Ten Steps to Stop Procrastination
Someone once said that “Procrastination is like practicing for death,” was a bit of a strong statement on my part.
I’m not so sure. Conquering procrastination is so unbelievably important to achieving anything in life.
People need to break the habit of procrastination if they are going to live any kind of a life. Procrastination is the thief of living. It’s something that needs to be overcome.
I could show you lots of “ways” to stop procrastinating but then you’d have to choose one and procrastinators tend to …procrastinate choosing, so instead I’m picking one “way” and giving you a useful process!
Your Personal Plan to Prevent Procrastination
Your Personal Plan to Prevent Procrastination may include more complex strategies, and some simpler ones, that you find helpful in beating procrastination when the old habits emerge again.
1) Think: This is not a task I *must* do, it is a task I *choose* to do!
Make the conscious choice to DO IT and you will feel in control and “positive” about the project.
2) Conclude that, “I don’t have to *complete* the project today, I just have to *start* the project today. (At least in most cases this is true.)
Understand that there is no need to be overwhelmed by thoughts of the final outcome or whether you will succeed. Just get moving on the task and execute your plan one step at a time.
3) Think: “Everything I do does not have to be perfect (nor can it be), I only have to do a very good job!
There is no such thing as perfect, and even if there were, you would not be able to achieve it every time you took on a task whether that task was critical or unimportant.
Remember, despite your desires to the contrary….You are human!
4) By taking on this task think to yourself, “I am not depriving myself of fun, but rather ENSURING that I will have fun when I do the project.”

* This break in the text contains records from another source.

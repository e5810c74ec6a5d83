// /////////////////////////////////////////////////////////////////////////////
// Stageflow
// SPDX-License-Identifier: BSD-3-Clause
// See LICENSE file in the project root.
// /////////////////////////////////////////////////////////////////////////////
//! Structured logging for stage execution, with no influence on outcome.

use async_trait::async_trait;

use crate::context::StageContext;
use crate::interceptor::{AfterDecision, BeforeDecision, Interceptor};
use stageflow_domain::{StageEvent, StageOutput, StageStatus};

/// Emits `tracing` events at stage start and finish. Never returns
/// anything other than `Continue`/identity, so it can be composed with any
/// other interceptor without changing behavior.
pub struct TracingLoggingInterceptor;

#[async_trait]
impl Interceptor for TracingLoggingInterceptor {
    fn name(&self) -> &str {
        "tracing_logging"
    }

    fn priority(&self) -> i32 {
        -1000
    }

    async fn before_stage(&self, ctx: &StageContext) -> BeforeDecision {
        tracing::debug!(stage = ctx.stage_name(), "stage starting");
        BeforeDecision::Continue
    }

    async fn after_stage(&self, ctx: &StageContext, output: StageOutput) -> AfterDecision {
        let annotation = match output.status {
            StageStatus::Ok => {
                tracing::debug!(stage = ctx.stage_name(), duration_ms = output.duration_ms, "stage completed");
                None
            }
            StageStatus::Skip => {
                tracing::debug!(stage = ctx.stage_name(), reason = output.reason.as_deref(), "stage skipped");
                Some(StageEvent::new("skipped", serde_json::json!({ "reason": output.reason })))
            }
            StageStatus::Fail => {
                tracing::warn!(stage = ctx.stage_name(), error = output.error.as_deref(), "stage failed");
                Some(StageEvent::new("failed", serde_json::json!({ "error": output.error })))
            }
            StageStatus::Cancel => {
                tracing::warn!(stage = ctx.stage_name(), "stage cancelled");
                Some(StageEvent::new("cancelled", serde_json::json!({ "reason": output.reason })))
            }
        };
        let output = match annotation {
            Some(event) => output.with_event(event),
            None => output,
        };
        AfterDecision::Continue(output)
    }
}

#[cfg(test)]
mod tests {
    use super::*;
    use crate::interceptor::InterceptorChain;
    use crate::stage::Stage;
    use async_trait::async_trait;
    use std::collections::HashMap;
    use std::sync::Arc;

    struct Failing;
    #[async_trait]
    impl Stage for Failing {
        async fn execute(&self, _ctx: &StageContext) -> StageOutput {
            StageOutput::fail("boom", 0)
        }
    }

    fn test_ctx() -> StageContext {
        use crate::context::PipelineContext;
        use crate::events::NoopEventSink;
        use stageflow_domain::{CallerIdentity, ContextSnapshot, RunId, StageInputs};
        let snapshot = ContextSnapshot::new(RunId::new(), CallerIdentity::default(), "");
        let pipeline_ctx = PipelineContext::new(snapshot, Arc::new(NoopEventSink));
        StageContext::new(pipeline_ctx, "s", StageInputs::new(&HashMap::new(), &[]))
    }

    #[tokio::test]
    async fn a_failed_stage_is_annotated_with_a_failed_event() {
        let chain = InterceptorChain::new(vec![Arc::new(TracingLoggingInterceptor)]);
        let ctx = test_ctx();
        let output = chain.run(&Failing, &ctx).await;
        assert_eq!(output.events.len(), 1);
        assert_eq!(output.events[0].r#type, "failed");
    }
}
// /////////////////////////////////////////////////////////////////////////////
// Stageflow
// SPDX-License-Identifier: BSD-3-Clause
// See LICENSE file in the project root.
// /////////////////////////////////////////////////////////////////////////////
//! The observability port pipelines emit wide events through.

use async_trait::async_trait;
use serde_json::Value;

/// A sink for the engine's wide-event stream (`pipeline.*`, `stage.*`, and
/// caller-defined event types such as `auth.*`/`stream.*`).
///
/// Implementations live in the runtime crate (or a host application); this
/// trait is defined here, alongside the rest of the domain's external
/// contracts, so the executor can depend on the port without depending on
/// any particular logging or metrics backend.
#[async_trait]
pub trait EventSink: Send + Sync {
    /// Emits one event. `event_type` is a dotted name (`"stage.fetch.started"`);
    /// `data` is the event's free-form payload. Implementations must not
    /// propagate emission failures back into the run — a broken sink should
    /// degrade observability, not correctness — so this method has no
    /// `Result` return.
    async fn emit(&self, event_type: &str, data: Value);
}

You can schedule a fun event to celebrate completion of your task, AND you can schedule free time and recreation during the time you are working on the task. This break from the task is healthy because it may give you more perspective on a problem you are trying to solve.

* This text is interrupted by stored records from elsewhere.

// /////////////////////////////////////////////////////////////////////////////
// Stageflow
// SPDX-License-Identifier: BSD-3-Clause
// See LICENSE file in the project root.
// /////////////////////////////////////////////////////////////////////////////
//! The three ordered checks a pipeline must pass before it can run.

use crate::stage::StageSpec;
use stageflow_domain::StageflowError;
use std::collections::{HashMap, HashSet};

#[derive(Clone, Copy, Eq, PartialEq)]
enum Color {
    White,
    Gray,
    Black,
}

/// Validates a pipeline's stages in order: non-empty, then dependency
/// reference integrity, then acyclicity.
///
/// # Errors
/// - [`StageflowError::EmptyPipeline`] if `stages` is empty.
/// - [`StageflowError::MissingDependency`] if any stage depends on a name
///   that was never registered.
/// - [`StageflowError::CycleDetected`] if the dependency graph has a cycle,
///   carrying the cycle path starting from the lexicographically smallest
///   stage name that participates in a cycle, for a deterministic report.
pub fn validate(pipeline_name: &str, stages: &HashMap<String, StageSpec>) -> Result<(), StageflowError> {
    if stages.is_empty() {
        return Err(StageflowError::EmptyPipeline { pipeline: pipeline_name.to_string() });
    }

    check_references(stages)?;
    check_acyclic(stages)?;
    Ok(())
}

fn check_references(stages: &HashMap<String, StageSpec>) -> Result<(), StageflowError> {
    let mut names: Vec<&String> = stages.keys().collect();
    names.sort();
    for name in names {
        let spec = &stages[name];
        let mut deps: Vec<&String> = spec.dependencies.iter().collect();
        deps.sort();
        for dep in deps {
            if !stages.contains_key(dep) {
                return Err(StageflowError::MissingDependency {
                    stage: name.clone(),
                    missing: dep.clone(),
                });
            }
        }
    }
    Ok(())
}

fn check_acyclic(stages: &HashMap<String, StageSpec>) -> Result<(), StageflowError> {
    let mut colors: HashMap<&str, Color> = stages.keys().map(|k| (k.as_str(), Color::White)).collect();
    let mut sorted_names: Vec<&str> = stages.keys().map(String::as_str).collect();
    sorted_names.sort();

    // A DFS rooted at one node only ever reports the first cycle it trips
    // over, and stops descending past it; nodes outside that cycle's path
    // stay White and are picked up as fresh roots later in this loop. So a
    // single pass over every unvisited node finds one cycle per disjoint
    // cyclic component. We keep all of them and report whichever contains
    // the lexicographically smallest participant, rather than whichever one
    // the traversal happened to reach first.
    let mut cycles: Vec<Vec<String>> = Vec::new();
    for start in &sorted_names {
        if colors[start] == Color::White {
            let mut path = Vec::new();
            if let Some(cycle) = visit(start, stages, &mut colors, &mut path) {
                cycles.push(cycle);
            }
        }
    }

    if let Some(cycle) = cycles.into_iter().min_by(|a, b| a.iter().min().cmp(&b.iter().min())) {
        return Err(StageflowError::CycleDetected { path: cycle });
    }
    Ok(())
}

fn visit<'a>(
    node: &'a str,
    stages: &'a HashMap<String, StageSpec>,
    colors: &mut HashMap<&'a str, Color>,
    path: &mut Vec<&'a str>,
) -> Option<Vec<String>> {
    colors.insert(node, Color::Gray);
    path.push(node);

    let mut deps: Vec<&str> = stages[node].dependencies.iter().map(String::as_str).collect();
    deps.sort();

    for dep in deps {
        match colors.get(dep).copied() {
            Some(Color::White) => {
                if let Some(cycle) = visit(dep, stages, colors, path) {
                    return Some(cycle);
                }
            }
            Some(Color::Gray) => {
                let start_idx = path.iter().position(|n| *n == dep).unwrap_or(0);
                let mut cycle: Vec<String> = path[start_idx..].iter().map(|s| s.to_string()).collect();
                cycle.push(dep.to_string());
                return Some(cycle);
            }
            _ => {}
        }
    }

    path.pop();
    colors.insert(node, Color::Black);
    None
}

/// Returns the set of stage names in `stages` that are reachable from the
/// given cycle path, for diagnostic logging alongside a `CycleDetected`
/// error.
pub fn reachable_from_cycle(path: &[String], stages: &HashMap<String, StageSpec>) -> HashSet<String> {
    let mut seen: HashSet<String> = HashSet::new();
    let mut stack: Vec<String> = path.to_vec();
    while let Some(name) = stack.pop() {
        if !seen.insert(name.clone()) {
            continue;
        }
        if let Some(spec) = stages.get(&name) {
            stack.extend(spec.dependencies.iter().cloned());
        }
    }
    seen
}

#[cfg(test)]
mod tests {
    use super::*;
    use crate::context::StageContext;
    use crate::stage::Stage;
    use async_trait::async_trait;
    use stageflow_domain::StageOutput;
    use std::collections::HashMap as Map;
    use std::sync::Arc;

    struct NoOp;
    #[async_trait]
    impl Stage for NoOp {
        async fn execute(&self, _ctx: &StageContext) -> StageOutput {
            StageOutput::ok(Map::new(), 0)
        }
    }

    fn spec(name: &str, deps: &[&str]) -> StageSpec {
        StageSpec::new(name, Arc::new(NoOp)).depends_on(deps.iter().map(|d| d.to_string()))
    }

    #[test]
    fn empty_graph_is_rejected() {
        let err = validate("p", &Map::new()).unwrap_err();
        assert_eq!(err.code(), "EMPTY_PIPELINE");
    }

    #[test]
    fn undeclared_dependency_is_rejected() {
        let mut stages = HashMap::new();
        stages.insert("b".to_string(), spec("b", &["a"]));
        let err = validate("p", &stages).unwrap_err();
        assert_eq!(err.code(), "MISSING_DEPENDENCY");
    }

    #[test]
    fn self_cycle_is_detected() {
        let mut stages = HashMap::new();
        stages.insert("a".to_string(), spec("a", &["a"]));
        let err = validate("p", &stages).unwrap_err();
        match err {
            StageflowError::CycleDetected { path } => assert_eq!(path, vec!["a", "a"]),
            other => panic!("expected CycleDetected, got {other:?}"),
        }
    }

    #[test]
    fn three_node_cycle_reports_a_deterministic_path() {
        let mut stages = HashMap::new();
        stages.insert("a".to_string(), spec("a", &["b"]));
        stages.insert("b".to_string(), spec("b", &["c"]));
        stages.insert("c".to_string(), spec("c", &["a"]));
        let err = validate("p", &stages).unwrap_err();
        match err {
            StageflowError::CycleDetected { path } => {
                assert_eq!(path.first(), path.last());
                assert_eq!(path.len(), 4);
            }
            other => panic!("expected CycleDetected, got {other:?}"),
        }
    }

    #[test]
    fn disjoint_cycles_report_the_one_with_the_smallest_participant() {
        let mut stages = HashMap::new();
        stages.insert("a".to_string(), spec("a", &["c"]));
        stages.insert("c".to_string(), spec("c", &["d"]));
        stages.insert("d".to_string(), spec("d", &["c"]));
        stages.insert("b".to_string(), spec("b", &["b"]));
        let err = validate("p", &stages).unwrap_err();
        match err {
            StageflowError::CycleDetected { path } => assert_eq!(path, vec!["b", "b"]),
            other => panic!("expected CycleDetected, got {other:?}"),
        }
    }

    #[test]
    fn acyclic_diamond_passes() {
        let mut stages = HashMap::new();
        stages.insert("a".to_string(), spec("a", &[]));
        stages.insert("b".to_string(), spec("b", &["a"]));
        stages.insert("c".to_string(), spec("c", &["a"]));
        stages.insert("d".to_string(), spec("d", &["b", "c"]));
        assert!(validate("p", &stages).is_ok());
    }
}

….And, it will certainly help you relax and clear your head. Just be sure you get back to work when it is time! Be hard on yourself until THIS BEHAVIOR becomes a habit.
5) Think this metaphor: I don’t have to eat the entire meal all at one time. I can take small bites!
Break the project up into small pieces and look at the achievement of each milestone as a goal in and of itself. Small goals are more likely to be achieved than large goals and it’s simple science and good sense to set goals you will achieve early in your process of developing self discipline (the arguable opposite of procrastination).
Early on, reward yourself at the end of each task and look forward to completing the entire task successfully.
6) Think to yourself, “I don’t have to pay attention, I CHOOSE to pay attention.”
Much of the process of changing your habit of procrastination is based on changing your mind set. Prove to yourself that you WANT to do better by sweeping the cobwebs out of the corners.
Reorganize your work space so that you limit distractions from noise, people and interruptions. Do NOT answer the stupid phone, especially your cell phone while working on projects.
Go through your files and papers and organize them into logical categories so you can find things easily and quickly.
7) Think to yourself, “my personal goal is to succeed and this task will help me succeed.”
Look at every project, no matter how big or how small, as another opportunity to prove to your self, that YOU achieve your goals. Once setting/reaching outcomes becomes as simple as deciding to go to the store or the bathroom (sorry but you get the point), it REALLY does become that easy.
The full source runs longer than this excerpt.